Q3 GDP at 6.1%; weakest pace of growth in almost 3 years

29 Feb 2012 Evaluate

India's pace of economic growth slowed to its weakest annual pace in almost 3 years in the October-December quarter at 6.1%, as high interest rates and rising input costs constrained investment and manufacturing. Growth in GDP at factor cost during Q3, 2011-12, at 2004-05 prices, is estimated at 6.1% as compared to the growth rate of 8.3% in Q3, 2010-11. The growth rate is lesser than the widely expected number of around 6.3-6.4%.

The growth in GDP at factor cost during Q3, 2011-12, at 2004-05 prices, is estimated at 2.7% in ‘agriculture, forestry and fishing’ sector, 2.6% in industry and 8.9% in services sector, year-on-year. Growth in mining and quarrying is expected to decline to (-) 3.1% whereas manufacturing is estimated to grow at a dismal 0.4% during Q3, 2011-12 as compared to the same quarter last year. The numbers in manufacturing have come as quite a shocker given the recent IIP numbers. The electricity sector is estimated to grow at 9% during Q3, 2011-12.

The all important gross fixed capital formation (GFCF), an indicator of the level of investment in the economy, is expected to contract to (-) 1.2% at constant prices in Q3. Private final consumption expenditure (PFCE), the driver of growth, is expected to grow by 6.2%. The GDP estimates for the third quarter have come in as a disappointment.

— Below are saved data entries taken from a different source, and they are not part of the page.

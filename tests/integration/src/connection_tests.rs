//! Connection Tests - Failures, Endpoint Selection and Indirect Proxies
//!
//! These tests exercise:
//! - Pending calls failing when the server goes away
//! - Falling back from an unreachable endpoint to the next one
//! - Endpoint selection by invocation mode and security
//! - Destroyed communicators
//! - Indirect proxies resolved through a locator

mod common;

use std::sync::Arc;
use std::time::Duration;

use bytes::Bytes;
use tokio::net::TcpListener;

use common::*;
use objrpc::{Communicator, Identity, RpcError, StaticLocator};

/// Port with nothing listening on it
async fn dead_port() -> u16 {
    let listener = TcpListener::bind("127.0.0.1:0").await.unwrap();
    let port = listener.local_addr().unwrap().port();
    drop(listener);
    port
}

/// Test: deactivating the server fails the outstanding call, and later
/// calls cannot connect
#[tokio::test(flavor = "multi_thread", worker_threads = 2)]
async fn test_server_shutdown_fails_pending_calls() {
    init_logging();

    let server = TestServer::start().await;
    let communicator = client();
    let cl = MyClassPrx::unchecked_cast(
        &communicator.string_to_proxy(&server.reference("test")).unwrap(),
    );
    cl.ice_ping().await.unwrap();
    let connection = cl.ice_get_connection().await.unwrap();

    let pending = tokio::spawn({
        let cl = cl.clone();
        async move { cl.op_sleep(2000).await }
    });
    assert!(wait_until(Duration::from_secs(1), || connection.pending_count() == 1).await);

    server.adapter.deactivate();

    let err = pending.await.unwrap().unwrap_err();
    assert!(
        matches!(err, RpcError::ConnectionLost { .. }),
        "expected ConnectionLost, got {:?}",
        err
    );
    assert!(connection.is_closed());
    assert!(wait_until(Duration::from_secs(1), || communicator.connection_count() == 0).await);

    let err = cl.op_void().await.unwrap_err();
    assert!(
        matches!(err, RpcError::ConnectFailed { .. }),
        "expected ConnectFailed, got {:?}",
        err
    );
    assert_eq!(communicator.pool_stats().connections_closed, 1);

    server.communicator.destroy().await;
}

/// Test: an unreachable first endpoint is skipped
#[tokio::test]
async fn test_endpoint_fallback() {
    init_logging();

    let server = TestServer::start().await;
    let communicator = client();
    let reference = format!(
        "test:tcp -h 127.0.0.1 -p {} -t 2000:tcp -h 127.0.0.1 -p {} -t 2000",
        dead_port().await,
        server.tcp.port
    );
    let cl = MyClassPrx::unchecked_cast(&communicator.string_to_proxy(&reference).unwrap());

    cl.op_void().await.unwrap();
    let connection = cl.ice_get_connection().await.unwrap();
    assert_eq!(connection.endpoint().port, server.tcp.port);

    let stats = communicator.pool_stats();
    assert_eq!(stats.connect_failures, 1);
    assert_eq!(stats.connections_created, 1);

    // Every endpoint unreachable: the last connect failure is reported
    let unreachable = communicator
        .string_to_proxy(&format!("test:tcp -h 127.0.0.1 -p {} -t 2000", dead_port().await))
        .unwrap();
    assert!(matches!(
        unreachable.ice_ping().await,
        Err(RpcError::ConnectFailed { .. })
    ));

    server.shutdown().await;
}

/// Test: endpoints are chosen by mode and security
#[tokio::test]
async fn test_no_suitable_endpoint() {
    init_logging();

    let server = TestServer::start().await;
    let communicator = client();

    // Twoway needs a stream endpoint
    let udp_only = communicator
        .string_to_proxy(&format!("test:udp -h 127.0.0.1 -p {}", server.udp.port))
        .unwrap();
    assert!(matches!(udp_only.ice_ping().await, Err(RpcError::NoEndpoint(_))));
    udp_only.ice_datagram().ice_ping().await.unwrap();

    // Datagram needs a datagram endpoint
    let tcp_only = communicator
        .string_to_proxy(&server.reference("test"))
        .unwrap();
    assert!(matches!(
        tcp_only.ice_datagram().invoke("opVoid", Bytes::new()).await,
        Err(RpcError::NoEndpoint(_))
    ));

    // Secure proxies never use plain endpoints
    assert!(matches!(
        tcp_only.ice_secure(true).ice_ping().await,
        Err(RpcError::NoEndpoint(_))
    ));
    assert_eq!(communicator.connection_count(), 0);

    server.shutdown().await;
}

/// Test: a destroyed communicator refuses further work
#[tokio::test]
async fn test_destroyed_communicator() {
    init_logging();

    let server = TestServer::start().await;
    let communicator = client();
    let cl = communicator.string_to_proxy(&server.reference("test")).unwrap();
    cl.ice_ping().await.unwrap();
    assert_eq!(communicator.connection_count(), 1);

    communicator.destroy().await;
    assert!(communicator.is_destroyed());
    assert_eq!(communicator.connection_count(), 0);

    assert!(matches!(cl.ice_ping().await, Err(RpcError::CommunicatorDestroyed)));
    assert!(matches!(
        communicator.string_to_proxy(&server.reference("test")),
        Err(RpcError::CommunicatorDestroyed)
    ));
    assert!(matches!(
        communicator.create_object_adapter("late"),
        Err(RpcError::CommunicatorDestroyed)
    ));

    // Destroying twice is harmless
    communicator.destroy().await;
    server.shutdown().await;
}

/// Test: indirect proxies resolve their adapter id through the locator
#[tokio::test]
async fn test_indirect_proxy() {
    init_logging();

    let server = TestServer::start_with_id(Some("TestAdapter")).await;

    let locator = Arc::new(StaticLocator::new());
    locator.register("TestAdapter", vec![server.tcp.clone()]);
    let communicator = Communicator::builder()
        .locator(locator.clone())
        .build()
        .unwrap();

    let indirect = communicator.string_to_proxy("test @ TestAdapter").unwrap();
    assert_eq!(indirect.ice_get_adapter_id(), Some("TestAdapter"));
    assert!(indirect.ice_get_endpoints().is_empty());

    let cl = MyClassPrx::checked_cast(&indirect).await.unwrap().unwrap();
    cl.op_void().await.unwrap();

    // The adapter hands out proxies in the same form
    let created = server.adapter.create_proxy(Identity::new("test"));
    assert_eq!(created.ice_get_adapter_id(), Some("TestAdapter"));
    assert_eq!(communicator.string_to_proxy(&created.ice_to_string()).unwrap(), indirect);

    let unknown = communicator.string_to_proxy("test @ Nowhere").unwrap();
    assert!(matches!(
        unknown.ice_ping().await,
        Err(RpcError::NotRegistered(id)) if id == "Nowhere"
    ));

    // Unregistering takes effect for new connections
    assert!(locator.unregister("TestAdapter"));
    let fresh = client();
    fresh.set_locator(Some(locator));
    assert!(matches!(
        fresh.string_to_proxy("test @ TestAdapter").unwrap().ice_ping().await,
        Err(RpcError::NotRegistered(_))
    ));

    // Direct endpoints on the same adapter still work
    let direct = communicator
        .string_to_proxy(&server.reference("test"))
        .unwrap();
    direct.ice_ping().await.unwrap();

    server.shutdown().await;
}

Given these numbers, the estimated growth of 7.1% for FY’12, looks difficult. The growth for the period April- December 2011 has been revised to 6.9% and maintaining the same for the fiscal could also be a challenge given the drop in investments. As per economists, the growth numbers per say may not be a big concern as is the composition of this growth. With investments declining and consumption expenditures on the rise, the economy could face inflationary pressures in coming times.

Further, this could also limit the extent of measures that the Reserve Bank could take to stimulate growth. Growth in FY’13 too looks a little dismal with most believing that a rate of 7% will be achieved only by the second half of the fiscal. For the first half of FY’13, the growth rate is expected to be sub 7% unless the government takes some drastic steps in the upcoming Budget. Meanwhile, the Central Statistical Organization has pegged the GDP growth for 2011-12 at 6.9%, while the Prime Minister's Economic Advisory Council (PMEAC) expects that it would be 7.1%.

With the Indian economy slowing down to almost a rate which is close to the rates it saw post the Lehman Brothers crisis, all eyes are now on the government. Raising of capital expenditure, a decline in fiscal deficit, specific incentives for the infrastructure and a concrete plan for fiscal consolidation are some of the areas that need to be worked on to improve the sentiment of the economy. Economists are also of the opinion that a visionary budget with the government’s commitment to growth and fiscal consolidation in the coming years could help provide the necessary boost to the economy.